According to trial testimony, on the evening of September 21 and the early morning hours of September 22, 2013, Hightower traveled from West Baltimore to East Baltimore County in the area of Wutoh’s home.  According to testimony at Hightower’s trial, at approximately 2:45 a.m., Matthew Hightower walked up to the driveway of the house where Wutoh was staying and shot seven times through the window at Wutoh, who was asleep on the couch in the living room. Wutoh was shot in the arm, leg, and head, killing him almost instantly. Then Hightower fled the scene. According to the evidence presented in court, moments later, Hightower answered a phone call on a phone he used, but had registered in another person’s name. Records showed the phone was located in close proximity to the house where Wutoh was murdered. Hightower was subsequently interviewed by investigators, and he denied being “anywhere” in the vicinity of the murder. Several weeks later, Crawford asked an associate of Wutoh questions about Wutoh’s will.  

On November 22, 2016, Harry Crawford, age 56, of Baltimore, pleaded guilty to: collection of a debt by extortionate means from victim David Wutoh; conspiracy to commit health care fraud in connection with schemes to defraud Medicaid and other health benefit programs of more than $1.2 million; and conspiracy to defraud the United States, for not reporting income from the health care fraud scheme on his taxes, resulting in over $125,000 in taxes owed.

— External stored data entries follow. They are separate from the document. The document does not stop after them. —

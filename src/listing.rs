//! # listing: shared data model for the board
//!
//! Row shapes returned by the backend, parameter shapes sent to it, and the
//! small vocabulary enums (priority, status, category) used on both sides.
//!
//! Absence is always `Option::None`; the backend speaks JSON null and the
//! serde derives keep the two in lockstep. Update parameters use [`Patch`]
//! instead of `Option` so "leave unchanged" and "clear the column" stay
//! distinguishable (create keeps plain `Option`, where `None` simply means
//! no value was supplied).

use std::collections::BTreeMap;

use serde::{Deserialize, Serialize, Serializer};

/// Priority tier routing a contract into one of the rendered tables.
#[derive(Debug, Clone, Copy, PartialEq, Eq, Serialize, Deserialize)]
#[serde(rename_all = "lowercase")]
pub enum Priority {
    Urgent,
    High,
    Normal,
}

impl Priority {
    pub fn as_str(self) -> &'static str {
        match self {
            Priority::Urgent => "urgent",
            Priority::High => "high",
            Priority::Normal => "normal",
        }
    }

    /// Case-insensitive exact match against the fixed vocabulary.
    pub fn parse(text: &str) -> Option<Self> {
        match text.trim().to_lowercase().as_str() {
            "urgent" => Some(Priority::Urgent),
            "high" => Some(Priority::High),
            "normal" => Some(Priority::Normal),
            _ => None,
        }
    }
}

/// Lifecycle status of a posting. Postings are never deleted; they go
/// inactive or filled instead.
#[derive(Debug, Clone, Copy, PartialEq, Eq, Serialize, Deserialize)]
#[serde(rename_all = "lowercase")]
pub enum Status {
    Active,
    Inactive,
    Filled,
}

impl Status {
    pub fn as_str(self) -> &'static str {
        match self {
            Status::Active => "active",
            Status::Inactive => "inactive",
            Status::Filled => "filled",
        }
    }

    /// Classify free text by substring containment. Precedence:
    /// inactive/closed over filled over active, so "inactive (was filled)"
    /// classifies as inactive regardless of ordering.
    pub fn classify(text: &str) -> Option<Self> {
        let lower = text.to_lowercase();
        if lower.contains("inactive") || lower.contains("closed") {
            Some(Status::Inactive)
        } else if lower.contains("filled") {
            Some(Status::Filled)
        } else if lower.contains("active") {
            Some(Status::Active)
        } else {
            None
        }
    }
}

/// Company category routing a job into one of the rendered tables.
#[derive(Debug, Clone, Copy, PartialEq, Eq, Serialize, Deserialize)]
#[serde(rename_all = "lowercase")]
pub enum Category {
    Faang,
    Quant,
    Other,
}

impl Category {
    pub fn as_str(self) -> &'static str {
        match self {
            Category::Faang => "faang",
            Category::Quant => "quant",
            Category::Other => "other",
        }
    }
}

/// One contract listing as returned by the backend, including the derived
/// `age` and `days_until_start` columns computed server-side.
#[derive(Debug, Clone, Serialize, Deserialize)]
pub struct Contract {
    pub id: Option<String>,
    pub company_name: String,
    pub company_url: Option<String>,
    pub client_industry: Option<String>,
    pub job_title: String,
    pub job_url: String,
    pub job_locations: Option<String>,
    pub hourly_rate_min: Option<f64>,
    pub hourly_rate_max: Option<f64>,
    pub contract_duration: Option<String>,
    /// ISO date string, e.g. "2025-09-01".
    pub start_date: Option<String>,
    pub tech_stack: Option<Vec<String>>,
    pub experience_years_min: Option<f64>,
    pub clearance_required: Option<bool>,
    pub corp_to_corp: Option<bool>,
    pub is_remote: Option<bool>,
    pub priority: Option<Priority>,
    /// Days since the posting was created.
    pub age: f64,
    pub days_until_start: Option<i64>,
}

/// One job listing as returned by the backend. Kept as a parallel instance
/// of [`Contract`] rather than unified with it; the two boards use distinct
/// backend procedures and schemas.
#[derive(Debug, Clone, Serialize, Deserialize)]
pub struct Job {
    pub id: i64,
    pub company_name: String,
    pub company_url: Option<String>,
    pub job_title: String,
    pub job_url: String,
    pub job_locations: Option<String>,
    /// Salary bounds in thousands per year.
    pub salary_min: Option<f64>,
    pub salary_max: Option<f64>,
    pub tech_stack: Option<Vec<String>>,
    pub category: Option<Category>,
    pub is_remote: Option<bool>,
    pub age: f64,
    pub days_until_start: Option<i64>,
}

/// Aggregate statistics over active contracts, recomputed by the backend on
/// every fetch. The maps are keyed by skill/industry/duration label.
#[derive(Debug, Clone, Serialize, Deserialize)]
pub struct ContractAnalytics {
    pub total_active: i64,
    pub avg_hourly_rate: Option<f64>,
    pub min_hourly_rate: Option<f64>,
    pub max_hourly_rate: Option<f64>,
    pub urgent_count: i64,
    pub starting_soon_count: i64,
    pub by_duration: Option<BTreeMap<String, i64>>,
    pub top_skills: Option<BTreeMap<String, i64>>,
    pub by_industry: Option<BTreeMap<String, i64>>,
}

/// Fixed set of named counters for the job board.
#[derive(Debug, Clone, Serialize, Deserialize)]
pub struct JobCounts {
    pub total_active: i64,
    pub faang_count: i64,
    pub quant_count: i64,
    pub other_count: i64,
    pub added_this_week: i64,
}

/// Parameters for creating a contract. Title, URL and company name are
/// mandatory; the serde renames match the backend procedure's parameter
/// names, so this struct serializes directly into the RPC payload.
#[derive(Debug, Clone, Serialize)]
pub struct NewContract {
    #[serde(rename = "_job_title")]
    pub job_title: String,
    #[serde(rename = "_job_url")]
    pub job_url: String,
    #[serde(rename = "_company_name")]
    pub company_name: String,
    #[serde(rename = "_company_url")]
    pub company_url: Option<String>,
    #[serde(rename = "_client_industry")]
    pub client_industry: Option<String>,
    #[serde(rename = "_location")]
    pub location: Option<String>,
    #[serde(rename = "_hourly_rate_min")]
    pub hourly_rate_min: Option<f64>,
    #[serde(rename = "_hourly_rate_max")]
    pub hourly_rate_max: Option<f64>,
    #[serde(rename = "_contract_duration")]
    pub contract_duration: Option<String>,
    #[serde(rename = "_start_date")]
    pub start_date: Option<String>,
    #[serde(rename = "_tech_stack")]
    pub tech_stack: Option<Vec<String>>,
    #[serde(rename = "_experience_years_min")]
    pub experience_years_min: Option<f64>,
    #[serde(rename = "_clearance_required")]
    pub clearance_required: bool,
    #[serde(rename = "_corp_to_corp")]
    pub corp_to_corp: bool,
    #[serde(rename = "_priority")]
    pub priority: Priority,
}

/// Tri-state update field: leave the column unchanged, clear it, or set a
/// new value.
///
/// On the wire, `Keep` is omitted from the payload entirely (the backend
/// procedure's parameter defaults take over), `Clear` serializes as an
/// explicit null, and `Set` as the value. This keeps update semantics
/// unambiguous where a plain `Option` would overload null.
#[derive(Debug, Clone, PartialEq)]
pub enum Patch<T> {
    Keep,
    Clear,
    Set(T),
}

// Manual impl: the derive would demand `T: Default`, which the vocabulary
// enums do not provide.
impl<T> Default for Patch<T> {
    fn default() -> Self {
        Patch::Keep
    }
}

impl<T> Patch<T> {
    pub fn is_keep(&self) -> bool {
        matches!(self, Patch::Keep)
    }

    /// Map an extractor result: a present answer sets the field, an absent
    /// one leaves it unchanged. Clearing is only expressible through the
    /// API, not through the issue form.
    pub fn from_answer(value: Option<T>) -> Self {
        match value {
            Some(v) => Patch::Set(v),
            None => Patch::Keep,
        }
    }
}

impl<T: Serialize> Serialize for Patch<T> {
    fn serialize<S: Serializer>(&self, serializer: S) -> Result<S::Ok, S::Error> {
        match self {
            // Keep is skipped at the field level; serializing it anyway
            // degrades to null, which the backend reads as no-change.
            Patch::Keep | Patch::Clear => serializer.serialize_none(),
            Patch::Set(value) => value.serialize(serializer),
        }
    }
}

/// Parameters for updating a contract, keyed by its posting URL. Every
/// other field defaults to [`Patch::Keep`].
#[derive(Debug, Clone, Default, Serialize)]
pub struct ContractPatch {
    #[serde(rename = "_job_url")]
    pub job_url: String,
    #[serde(rename = "_new_job_title", skip_serializing_if = "Patch::is_keep")]
    pub job_title: Patch<String>,
    #[serde(rename = "_new_company_name", skip_serializing_if = "Patch::is_keep")]
    pub company_name: Patch<String>,
    #[serde(rename = "_new_company_url", skip_serializing_if = "Patch::is_keep")]
    pub company_url: Patch<String>,
    #[serde(rename = "_new_client_industry", skip_serializing_if = "Patch::is_keep")]
    pub client_industry: Patch<String>,
    #[serde(rename = "_new_location", skip_serializing_if = "Patch::is_keep")]
    pub location: Patch<String>,
    #[serde(rename = "_new_hourly_rate_min", skip_serializing_if = "Patch::is_keep")]
    pub hourly_rate_min: Patch<f64>,
    #[serde(rename = "_new_hourly_rate_max", skip_serializing_if = "Patch::is_keep")]
    pub hourly_rate_max: Patch<f64>,
    #[serde(rename = "_new_contract_duration", skip_serializing_if = "Patch::is_keep")]
    pub contract_duration: Patch<String>,
    #[serde(rename = "_new_start_date", skip_serializing_if = "Patch::is_keep")]
    pub start_date: Patch<String>,
    #[serde(rename = "_new_tech_stack", skip_serializing_if = "Patch::is_keep")]
    pub tech_stack: Patch<Vec<String>>,
    #[serde(rename = "_new_experience_years_min", skip_serializing_if = "Patch::is_keep")]
    pub experience_years_min: Patch<f64>,
    #[serde(rename = "_new_clearance_required", skip_serializing_if = "Patch::is_keep")]
    pub clearance_required: Patch<bool>,
    #[serde(rename = "_new_corp_to_corp", skip_serializing_if = "Patch::is_keep")]
    pub corp_to_corp: Patch<bool>,
    #[serde(rename = "_new_priority", skip_serializing_if = "Patch::is_keep")]
    pub priority: Patch<Priority>,
    #[serde(rename = "_new_status", skip_serializing_if = "Patch::is_keep")]
    pub status: Patch<Status>,
}

/// Optional filters for listing contracts.
#[derive(Debug, Clone, Default, Serialize)]
pub struct ContractFilter {
    #[serde(rename = "p_priority", skip_serializing_if = "Option::is_none")]
    pub priority: Option<Priority>,
    #[serde(rename = "p_min_rate", skip_serializing_if = "Option::is_none")]
    pub min_rate: Option<f64>,
    #[serde(rename = "p_max_rate", skip_serializing_if = "Option::is_none")]
    pub max_rate: Option<f64>,
}

/// Optional filters for listing jobs.
#[derive(Debug, Clone, Default, Serialize)]
pub struct JobFilter {
    #[serde(rename = "p_category", skip_serializing_if = "Option::is_none")]
    pub category: Option<Category>,
}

Judge Garbis scheduled sentencing for Crawford on March 28, 2017, at 11:30 a.m.  Crawford is released under the supervision of U.S. Pretrial Services.

Hightower and co-defendant Elma Myles, age 52, of Baltimore, are scheduled to go to trial on charges related to the health care fraud scheme on January 23, 2017.  Hightower remains detained.

United States Attorney Rod J. Rosenstein commended the HHS-OIG, IRS, and Baltimore County Police Department for their work in the investigation, and thanked the Maryland Attorney General’s Office Medicaid Fraud Control Unit for its assistance.  Mr. Rosenstein thanked Assistant U.S. Attorneys Aaron S.J. Zelinsky, Judson T. Mihok, and Sandra Wilkinson, who are prosecuting the case.